Polymeric Solar Cells Efficiency Increase Using Doped Conjugated Polymer Nanoparticles

Organic photovoltaic cells are made by sandwiching a composite active layer of organic
electronic materials conjugated copolymer (BEHP-co-MEH-PPV) mixed with ZnO nanoparticles, between two metallic conductors, typically a layer of indium tin oxide (ITO)
with high work function( 4.8 eV) and a layer of low work function metal(3.7eV) such as Aluminum. In this work, the spin coated conjugated copolymer blends (BEHP-co-MEH-PPV): ZnO thin films, deposited on both Silicon and glass substrates have been studied for morphology using atomic force microscopy (AFM).

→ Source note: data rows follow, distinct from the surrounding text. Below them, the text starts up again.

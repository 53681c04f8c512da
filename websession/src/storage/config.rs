//! Session persistence configuration

use std::path::PathBuf;
use std::{env, sync::LazyLock};

/// Handler selected by `SessionManager::from_env`. Default: "files"
pub(crate) static SESSION_HANDLER_TYPE: LazyLock<String> =
    LazyLock::new(|| env::var("SESSION_HANDLER_TYPE").unwrap_or_else(|_| "files".to_string()));

/// Connection URL (database, redis) or directory (files) for the handler.
pub(crate) static SESSION_HANDLER_URL: LazyLock<Option<String>> =
    LazyLock::new(|| env::var("SESSION_HANDLER_URL").ok());

/// Directory used by the files handler when no save path is given.
pub(crate) static SESSION_SAVE_PATH: LazyLock<PathBuf> = LazyLock::new(|| {
    env::var("SESSION_SAVE_PATH")
        .map(PathBuf::from)
        .unwrap_or_else(|_| env::temp_dir().join("websession"))
});

/// Sessions table name
pub(crate) static DB_TABLE_SESSIONS: LazyLock<String> =
    LazyLock::new(|| env::var("DB_TABLE_SESSIONS").unwrap_or_else(|_| "sessions".to_string()));

#[cfg(test)]
mod tests {
    use serial_test::serial;
    use std::env;

    // Helper struct to safely manage environment variables during tests
    struct EnvVarGuard {
        key: String,
        original_value: Option<String>,
    }

    impl EnvVarGuard {
        fn new(key: &str, value: Option<&str>) -> Self {
            let original_value = env::var(key).ok();
            unsafe {
                match value {
                    Some(v) => env::set_var(key, v),
                    None => env::remove_var(key),
                }
            }
            Self {
                key: key.to_string(),
                original_value,
            }
        }
    }

    impl Drop for EnvVarGuard {
        fn drop(&mut self) {
            unsafe {
                match &self.original_value {
                    Some(value) => env::set_var(&self.key, value),
                    None => env::remove_var(&self.key),
                }
            }
        }
    }

    // The statics are initialized once per process, so these tests exercise the
    // same parsing logic directly.

    #[test]
    #[serial]
    fn test_handler_type_default() {
        let _guard = EnvVarGuard::new("SESSION_HANDLER_TYPE", None);
        let handler = env::var("SESSION_HANDLER_TYPE").unwrap_or_else(|_| "files".to_string());
        assert_eq!(handler, "files");
    }

    #[test]
    #[serial]
    fn test_handler_type_custom() {
        let _guard = EnvVarGuard::new("SESSION_HANDLER_TYPE", Some("redis"));
        let handler = env::var("SESSION_HANDLER_TYPE").unwrap_or_else(|_| "files".to_string());
        assert_eq!(handler, "redis");
    }

    #[test]
    #[serial]
    fn test_table_name_default() {
        let _guard = EnvVarGuard::new("DB_TABLE_SESSIONS", None);
        let table = env::var("DB_TABLE_SESSIONS").unwrap_or_else(|_| "sessions".to_string());
        assert_eq!(table, "sessions");
    }
}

All films examined by AFM, showed a dense structure with average roughness of 20 -40 nm.
Optical properties were explored for films coated onto glass substrates at a spin speed of
1200 rpm, using a spectrophotometer for optical absorption in the visible region. The photo luminescence (PL) spectra of the pure and blended BEHP-co-MEH-PPV films were
recorded. Ellipsometry were used for refractive index, extinction coefficient and thickness.
The current-voltage characteristics (I-V’s) of the solar cell showed that incorporation of the ZnO nanoparticles in the copolymer resulted into further increase in the power conversion efficiency compared to that in their absence.
All deposited films showed good adhesion to substrates, and good optical properties. The
conductivity of the active layer increases with the increment of the ZnO nanoparticles into
the nanocomposite thin films. Such characteristics make the polymer: nanoparticle blended layer (BEHP-co-MEHPPV: ZnO) very favourable to charge injection and conduction for photovoltaic device.